Bab 661: Tiba dalam Angin Silang
Bab 661: Tiba dalam Angin Silang
Empat hari kemudian, sebuah kapal induk ‘setingkat bungkuk’ secara bertahap muncul di lautan bintang yang tak terbatas dan berlayar perlahan ke area tengah Zona Ruang Angin Silang.
Kapal pengangkut jarak jauh semacam itu sering mempersingkat waktu pelayaran dengan melakukan beberapa lompatan ruang angkasa.
Sebagian besar waktu selama perjalanan, para penumpang tinggal di dalam kapsul tidur nyenyak berukuran kecil dengan tubuh mereka direndam dalam cairan pelindung khusus. Kesadaran mereka akan tetap berada di Negeri Ilusi Agung untuk hiburan.
Dengan cara demikian, orang biasa, yang tubuhnya relatif lemah, juga dapat menahan kekuatan robekan selama lompatan ruang angkasa.
Saat ini, perjalanan panjang hampir berakhir. Sebagian besar penumpang telah meninggalkan kapsul tidur mereka dan memasuki area terbuka untuk menghangatkan tubuh mereka.
Duduk di sudut ruang makan, Li Yao meletakkan tujuh jam tangan mekanik dari berbagai merek dan model di atas meja di hadapannya. Dia mengetuk-ngetuk jarinya di atas meja.
Tiba-tiba, dia mengayunkan tangannya, dan energi spiritual yang tak terlihat mengalir ke arah tujuh jam tangan mekanis itu seperti gelombang pasang.
KRAK! KRAK!
Setelah serangkaian suara retakan kecil, ketujuh jam tangan itu dibongkar menjadi komponen-komponen paling mendasar. Roda kopling, tourbillon, tuas dekompresi… Lebih dari 8.400 komponen dicampur bersama di udara di bawah bimbingan jari-jari Li Yao dalam berbagai bentuk yang berbeda, pada satu saat berbentuk belah ketupat, di saat berikutnya berbentuk kubus.
Shua!
Warna biru tua tiba-tiba muncul. Semua komponen terpisah satu sama lain dan dirakit kembali menjadi tujuh jam tangan.
Tik-tok. Tik-tok. Tik-tok.
Enam jam tangan berjalan tepat tanpa kesalahan sedikit pun. Tetapi jarum detik jam tangan terakhir bergetar dan hanya bergerak maju setiap dua detik sekali.
Teknik manipulasi jarak jauh saya masih belum cukup baik. Saat ini, saya hanya mampu membongkar dan memasang kembali enam jam tangan secara bersamaan paling maksimal.
Akan sangat luar biasa jika saya bisa mengendalikan sembilan jam tangan dan sepuluh ribu komponen sesuai keinginan saya.

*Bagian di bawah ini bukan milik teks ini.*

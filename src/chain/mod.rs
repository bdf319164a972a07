pub mod feed;
pub mod import;
pub mod record;

pub use record::{ChainRecord, ChainSnapshot};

Pada saat itu, setelan kristal biasa tidak akan mampu menahan sentuhanku, betapapun halus dan tanpa cela kelihatannya.
Li Yao memejamkan matanya setengah dan merentangkan benang spiritualnya ke dalam tujuh jam tangan, sambil merasakan perubahan terkecil pada komponen-komponennya dan menemukan sumber kerusakan pada jam tangan terakhir.
Tiba-tiba ia merasakan sesuatu dan membuka matanya, hanya untuk mendapati seorang gadis gemuk menatapnya dengan kebingungan sambil memegang dua gelas susu kedelai, dua butir telur rebus, dan sepiring bakpao kukus.
Ada kemungkinan bahwa gadis kecil itu baru saja melihat penampilannya.
Karena sebentar lagi akan sampai di tujuannya, Li Yao merasa cukup gembira. Dia tersenyum pada gadis kecil itu dan melambaikan tangannya.
Gadis kecil itu ragu-ragu. Melihat ruang makan penuh dengan orang, akhirnya dia tidak bisa menahan rasa ingin tahunya dan mengumpulkan keberanian untuk menghampiri orang asing itu dan berkata, “Kakak, apakah itu trik sulap?”
Li Yao berpikir sejenak lalu menjentikkan jarinya, memunculkan sekelompok logam merah seukuran kepalan tangan bayi.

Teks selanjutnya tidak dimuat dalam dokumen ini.